• _What you have to do_:
Repeat only the lines below from the one containing "#[derive(Error, Debug)]" through the one containing "pub fn json_get(url: reqwest::Url)", inclusive, exactly as written.

• _Dataset entries_:
//! Fatal errors that end a run without a report.
//!
//! Per-row check failures are not errors: they are recorded as
//! [`CheckStatus`](crate::types::CheckStatus) values and the batch continues.

use std::path::PathBuf;

use thiserror::Error;

#[derive(Error, Debug)]
pub enum RunError {
    #[error("input file '{}' not found", .0.display())]
    InputNotFound(PathBuf),

    #[error("access token not configured")]
    CredentialMissing,

    #[error("failed to read input: {0:#}")]
    Input(anyhow::Error),

    #[error("failed to write report: {0:#}")]
    Render(anyhow::Error),

    #[error("unexpected error: {0:#}")]
    Unexpected(#[from] anyhow::Error),
}
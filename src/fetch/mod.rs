mod api_key;
mod basic;
mod client;

pub use api_key::ApiKey;
pub use basic::{BasicClient, REQUEST_TIMEOUT};
pub use client::HttpClient;

use reqwest::header::{CONTENT_TYPE, HeaderValue};

/// Builds a JSON `GET` request for `url`.
pub fn json_get(url: reqwest::Url) -> reqwest::blocking::Request {
    let mut req = reqwest::blocking::Request::new(reqwest::Method::GET, url);
    req.headers_mut()
        .insert(CONTENT_TYPE, HeaderValue::from_static("application/json"));
    req
}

• _Written solution_:
#[derive(Error, Debug)]
pub enum RunError {
    #[error("input file '{}' not found", .0.display())]
    InputNotFound(PathBuf),

    #[error("access token not configured")]
    CredentialMissing,

    #[error("failed to read input: {0:#}")]
    Input(anyhow::Error),

    #[error("failed to write report: {0:#}")]
    Render(anyhow::Error),

    #[error("unexpected error: {0:#}")]
    Unexpected(#[from] anyhow::Error),
}
filename src/fetch/mod.rs
mod api_key;
mod basic;
mod client;

pub use api_key::ApiKey;
pub use basic::{BasicClient, REQUEST_TIMEOUT};
pub use client::HttpClient;

use reqwest::header::{CONTENT_TYPE, HeaderValue};

/// Builds a JSON `GET` request for `url`.
pub fn json_get(url: reqwest::Url) -> reqwest::blocking::Request {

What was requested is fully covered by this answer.